Miraç’tan Peygamberimizin getirdiği söylenen üç hediye, “Beş vakit namaz, Bakara’nın son iki ayeti ve Allah’a şirk koşmayan günahkârların affedileceği”  meselesini ele alalım. Kur’ân’ın hiçbir yerinde beş vakit tabiri yoktur. Ancak namazın kılınacağı beş vakti en iyi ifade eden ayetlerden biri olan  [Tâhâ/130] ayeti Miraç’tan en az beş- altı sene önce nazil olmuştur. Çünkü Hz. Ömer Taha suresini dinledikten sonra Müslüman olduğu ve bu hadisenin ne zaman olduğu bilinmektedir. Yani, beş vakit namaz için delil getirilen ayetin nüzulü peygamberliğin altıcı senesinden önce nazil olmuş olmalıdır. Dolayısıyla miraçtan gelen beş vakit namaz emri Miraçtan yıllar önce zaten emredilmiştir. Haliyle bu hadisin sahih olması mümkün değildir.
Yine Bakara suresinin son iki ayeti (Amenerrasulü…) nün İsra ve Miraç gecesi hediye olarak verildiği rivayeti de, Kur’ân’a apaçık aykırıdır. Bakara suresinin inmesine daha en az beş sene vardır. Çünkü Bakara Suresinin tamamı ittifakla kabul edildiği üzere medenîdir. Hicrî ikinci ve beşinci yıl arasında nazil olmuştur. Bakara suresinin bu son iki ayetinin Mekkî olduğuna dair tek bir rivayet yoktur. Ayrıca; tefsirlerde bu iki ayetin iniş sebebi hakkında farklı bilgiler vardır. 
Peygamberimizin bu Miraç yolculuğu öncesinde göğsünün yarılarak, kalbinin yıkandığı rivayetleri de bir başka problemdir. Bu hadisleri uyduranlar kalp temizliğinin su ile yapılacağını zannedecek kadar aklı kıt, saftirik kimselerdir. Kalp temizliği su ile mi yapılır? Ayrıca en az on yıldan beri peygamberlik vazifesini deruhte eden Peygamberimizin kalbinin hala pis, kirli olması düşünülebilinir mi? Kalbinin, huyunun/ahlakının kötü olduğunu söylemek, o en masum beşere /Nebiye açık bir iftira değil midir? Ki bu cahiller, aynı operasyonu Peygamberimizin çocukluğunda bir kere daha yaparlar. Beş yaşında bir sabinin / masum çocuğun kalbi nasıl kötü oluyorsa! Aslında bunlar resmen peygambere vaftiz yapmaktadırlar. Üstelik cerrahi ağır bir operasyon geçiren birisi, nasıl olur da böyle bir uzun miraç yolculuğuna çıkabilir? Yedi kat semanın ötesine yolculuk yapabilir?
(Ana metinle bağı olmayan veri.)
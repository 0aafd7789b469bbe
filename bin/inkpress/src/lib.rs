//! inkpress CLI Library
//!
//! Command implementations and the development server behind the `inkpress`
//! binary.
//!
//! # Modules
//!
//! - [`cmd`] - Command implementations (build, watch, serve, new)
//! - [`server`] - Static file server for previews
//!
//! # Example
//!
//! ```no_run
//! use std::path::Path;
//!
//! use inkpress::{RunMode, cmd};
//!
//! // Build a site, leaving drafts out
//! cmd::build::run(Path::new("inkpress.toml"), RunMode::Build).unwrap();
//! ```

pub mod cmd;
pub mod server;

// Re-export core types for convenience
pub use inkpress_core::{Config, RunMode};
pub use inkpress_generator::{BuildReport, BuildStats, Builder, HookOutcome};

/// Initialize tracing with the specified verbosity level.
///
/// # Arguments
///
/// * `verbose` - Verbosity level (0 = WARN, 1 = INFO, 2 = DEBUG, 3+ = TRACE)
///
/// `RUST_LOG` directives are applied on top of the level.
pub fn init_tracing(verbose: u8) {
    use tracing_subscriber::{layer::SubscriberExt, util::SubscriberInitExt};

    let level = match verbose {
        0 => tracing::Level::WARN,
        1 => tracing::Level::INFO,
        2 => tracing::Level::DEBUG,
        _ => tracing::Level::TRACE,
    };

    tracing_subscriber::registry()
        .with(tracing_subscriber::fmt::layer().with_target(false))
        .with(tracing_subscriber::EnvFilter::from_default_env().add_directive(level.into()))
        .init();
}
Peygamber’in göğsü yarılıp ve özel bir operasyondan geçirildikten sonra kalp temizliğine sahip olduysa, onun biz ümmeti için ‘üsve-i hasene/en güzel örnek’ olma özelliği yok demektir! Zira bizim kalbimiz yarılıp, altın leğende getirilen zemzemle yıkanmadığına göre, biz hiçbir zaman onun gibi temiz kalpli olamayız!
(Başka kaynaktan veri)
//! Per-item preprocessors.
//!
//! A preprocessor looks at one content item before rendering and either
//! excludes it, leaves it alone, or replaces its body. "Leave it alone" is
//! distinct from "include it": a later preprocessor can still exclude the
//! item.

use std::fmt;

use inkpress_core::{ContentItem, Metadata, RunMode, is_truthy};
use tracing::{debug, trace};

use crate::context::BuildContext;

/// Decision returned by a preprocessor.
#[derive(Debug, Clone, PartialEq, Eq)]
pub enum Preprocess {
    /// Drop the item from this build.
    Exclude,
    /// No decision; the item continues unchanged.
    Unchanged,
    /// Continue with a new body.
    Replace(String),
}

/// A per-item hook run before rendering.
pub trait Preprocessor: Send + Sync {
    /// Name used in diagnostics.
    fn name(&self) -> &str;

    /// Whether this preprocessor applies to the item. Defaults to all items.
    fn applies_to(&self, _item: &ContentItem) -> bool {
        true
    }

    /// Inspect one item.
    fn process(&self, item: &ContentItem, ctx: &BuildContext) -> Preprocess;
}

/// Exclusion decision for drafts.
///
/// Excludes when `draft` is truthy and the run mode is a full build. Every
/// other combination makes no decision, so drafts stay visible while serving
/// or watching locally.
pub fn draft_decision(data: &Metadata, run_mode: RunMode) -> Preprocess {
    let draft = data.get("draft").is_some_and(is_truthy);
    if draft && run_mode.is_build() {
        Preprocess::Exclude
    } else {
        Preprocess::Unchanged
    }
}

/// Drops drafts from full builds.
#[derive(Debug, Clone, Copy, Default)]
pub struct DraftsPreprocessor;

impl Preprocessor for DraftsPreprocessor {
    fn name(&self) -> &str {
        "drafts"
    }

    fn process(&self, item: &ContentItem, ctx: &BuildContext) -> Preprocess {
        draft_decision(&item.data, ctx.run_mode())
    }
}

/// Which file extensions a [`FnPreprocessor`] runs on.
#[derive(Debug, Clone, PartialEq, Eq)]
enum Scope {
    All,
    Extensions(Vec<String>),
}

impl Scope {
    /// Parse `"*"` or a comma separated list such as `"md,html"`.
    fn parse(raw: &str) -> Self {
        let raw = raw.trim();
        if raw.is_empty() || raw == "*" {
            return Self::All;
        }
        Self::Extensions(
            raw.split(',')
                .map(|ext| ext.trim().trim_start_matches('.').to_lowercase())
                .filter(|ext| !ext.is_empty())
                .collect(),
        )
    }

    fn matches(&self, item: &ContentItem) -> bool {
        match self {
            Self::All => true,
            Self::Extensions(exts) => item
                .extension()
                .is_some_and(|ext| exts.iter().any(|e| *e == ext)),
        }
    }
}

type PreprocessFn = dyn Fn(&ContentItem, &BuildContext) -> Preprocess + Send + Sync;

/// A preprocessor built from a closure and an extension scope.
pub struct FnPreprocessor {
    name: String,
    scope: Scope,
    func: Box<PreprocessFn>,
}

impl FnPreprocessor {
    /// Create a preprocessor for the given extensions (`"*"` for all).
    pub fn new<F>(name: impl Into<String>, extensions: &str, func: F) -> Self
    where
        F: Fn(&ContentItem, &BuildContext) -> Preprocess + Send + Sync + 'static,
    {
        Self {
            name: name.into(),
            scope: Scope::parse(extensions),
            func: Box::new(func),
        }
    }
}

impl fmt::Debug for FnPreprocessor {
    fn fmt(&self, f: &mut fmt::Formatter<'_>) -> fmt::Result {
        f.debug_struct("FnPreprocessor")
            .field("name", &self.name)
            .field("scope", &self.scope)
            .finish_non_exhaustive()
    }
}

impl Preprocessor for FnPreprocessor {
    fn name(&self) -> &str {
        &self.name
    }

    fn applies_to(&self, item: &ContentItem) -> bool {
        self.scope.matches(item)
    }

    fn process(&self, item: &ContentItem, ctx: &BuildContext) -> Preprocess {
        (self.func)(item, ctx)
    }
}

/// Ordered list of preprocessors.
#[derive(Default)]
pub struct PreprocessorChain {
    preprocessors: Vec<Box<dyn Preprocessor>>,
}

impl PreprocessorChain {
    /// Create an empty chain.
    #[must_use]
    pub fn new() -> Self {
        Self::default()
    }

    /// Create a chain with the drafts preprocessor registered.
    #[must_use]
    pub fn with_defaults() -> Self {
        let mut chain = Self::new();
        chain.register(DraftsPreprocessor);
        chain
    }

    /// Append a preprocessor; it runs after those already registered.
    pub fn register(&mut self, preprocessor: impl Preprocessor + 'static) -> &mut Self {
        self.preprocessors.push(Box::new(preprocessor));
        self
    }

    /// Names in run order.
    pub fn names(&self) -> Vec<&str> {
        self.preprocessors.iter().map(|p| p.name()).collect()
    }

    /// Number of registered preprocessors.
    pub fn len(&self) -> usize {
        self.preprocessors.len()
    }

    /// Whether the chain is empty.
    pub fn is_empty(&self) -> bool {
        self.preprocessors.is_empty()
    }

    /// Run the chain on one item. `None` means the item was excluded.
    pub fn run(&self, mut item: ContentItem, ctx: &BuildContext) -> Option<ContentItem> {
        for preprocessor in &self.preprocessors {
            if !preprocessor.applies_to(&item) {
                continue;
            }

            match preprocessor.process(&item, ctx) {
                Preprocess::Exclude => {
                    debug!(
                        preprocessor = preprocessor.name(),
                        path = %item.relative.display(),
                        run_mode = %ctx.run_mode(),
                        "excluded content item"
                    );
                    return None;
                }
                Preprocess::Unchanged => {}
                Preprocess::Replace(body) => {
                    trace!(
                        preprocessor = preprocessor.name(),
                        path = %item.relative.display(),
                        "replaced content body"
                    );
                    item.body = body;
                }
            }
        }

        Some(item)
    }
}

impl fmt::Debug for PreprocessorChain {
    fn fmt(&self, f: &mut fmt::Formatter<'_>) -> fmt::Result {
        f.debug_struct("PreprocessorChain")
            .field("preprocessors", &self.names())
            .finish()
    }
}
Cennet ve Cehenneme gitmiş, oraları müşahede etmiş hikâyesine gelince, daha Cennet ve Cehennem yaratılmadı ki, oraları görmüş olsun. Onlar; kozmik kıyametin koptuktan ve İsrafil’in sura ikinci defa üflemesinden sonra yaratılacak.
İsra ve Miraca ilişkin hadislerdeki en büyük çelişki yarım asırdan daha fazla süre sonra inşa edilecek olan bir mescide bu yolculuğun nasıl yapıldığına ilişkindir. Güya Peygamberimiz Miraç sonrası bu olayı anlatınca Mekkeli müşrikler ona Beyt-i makdis /Mescid-i Aksa hakkında sorular sormuşlar, bunun üzerine Cenab-ı Hak da mescidi peygamberin gözü önüne getirmiş, o da mescide bakıp bakıp pencereleri, kapıları hakkında bilgi vermiş. [Buhari, Menakıb’ül-Ensar, 41] Gel gör ki, Peygamberin bakıp, bakıp söyleyeceği bir mescit henüz inşa edilmemiştir ki, baksın da söylesin!
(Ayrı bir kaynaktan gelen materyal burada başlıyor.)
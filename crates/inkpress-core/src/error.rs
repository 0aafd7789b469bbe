//! Error types for the inkpress core library.

use std::path::PathBuf;

use thiserror::Error;

/// Result type alias using `CoreError`.
pub type Result<T> = std::result::Result<T, CoreError>;

/// Core error types for inkpress.
#[derive(Error, Debug)]
pub enum CoreError {
    /// Configuration loading or parsing error.
    #[error("Configuration error: {message}")]
    Config {
        message: String,
        #[source]
        source: Option<Box<dyn std::error::Error + Send + Sync>>,
    },

    /// Front matter that did not parse as a mapping.
    #[error("invalid {format} front matter in {path}: {source}")]
    Frontmatter {
        path: PathBuf,
        format: &'static str,
        #[source]
        source: Box<dyn std::error::Error + Send + Sync>,
    },

    /// File system I/O error.
    #[error("IO error: {0}")]
    Io(#[from] std::io::Error),

    /// Layered configuration error.
    #[error("Config crate error: {0}")]
    ConfigCrate(#[from] config::ConfigError),
}

impl CoreError {
    /// Create a new configuration error with a message.
    pub fn config(message: impl Into<String>) -> Self {
        Self::Config {
            message: message.into(),
            source: None,
        }
    }

    /// Create a new configuration error with source.
    pub fn config_with_source(
        message: impl Into<String>,
        source: impl std::error::Error + Send + Sync + 'static,
    ) -> Self {
        Self::Config {
            message: message.into(),
            source: Some(Box::new(source)),
        }
    }

    /// YAML (`---`) front matter of `path` failed to parse.
    pub fn yaml_frontmatter(path: impl Into<PathBuf>, source: serde_yaml::Error) -> Self {
        Self::Frontmatter {
            path: path.into(),
            format: "YAML",
            source: Box::new(source),
        }
    }

    /// TOML (`+++`) front matter of `path` failed to parse.
    pub fn toml_frontmatter(path: impl Into<PathBuf>, source: toml::de::Error) -> Self {
        Self::Frontmatter {
            path: path.into(),
            format: "TOML",
            source: Box::new(source),
        }
    }
}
Acaba neden, hepsi tüccar olan ve o bölgelere ticaret için sürekli yolculuk yapan müşriklerden hiç birisi “Orası virane bir yer, çöplük, orada mescit yok, mescit olmayan bir yerde, hangi mescide gittin?” diye sormayı akıl edememiştir! Eğer Peygamber Mekkelilere gecenin bir vaktinde Kudüs’e gittim, orada Mescid-i Aksa camiinde namaz kıldım deseydi, muhakkak Mekkeli müşrikler onun açığını yakalamak isteyeceklerdi.
Yine; bir başka rivayette, Peygamberimiz miracı anlattığında, müşrikler Ebubekir’e gidip, ‘Senin arkadaşın böyle, böyle şeyler söylüyor, ne dersin? diye sormuşlar. O da, Muhammed söylüyorsa doğrudur demiş, bunun üzerine ona “Sıddîk” lakabı verilmiştir. Bunların hepsi uydurmadır. İbn-i İshak, İbn-i Sad, Vakıdî bunların hiç birinin senedini göstermemişlerdir. Diğer bazı siret yazarlarının ravi olarak gösterdiği kimseler ise yalancı ve masalcı olmakla itham edilmiş kimselerdir. Hatta peygamber bu olayı miraç dönüşü anlattığında bazı Müslümanlar buna inanmamışlar, güya dinden dönüp, irtidat etmişler. Bu irtidat hikâyesinin aslı astarı yoktur. Zaten Mekke’de bir avuç Müslüman vardı ve onlar da Peygamber etrafında sımsıkı kenetlenmişlerdi.  Bunlar uydurma miraç olayına inanmayanlara gözdağı vermek için kurgulanmış mizansenlerdir.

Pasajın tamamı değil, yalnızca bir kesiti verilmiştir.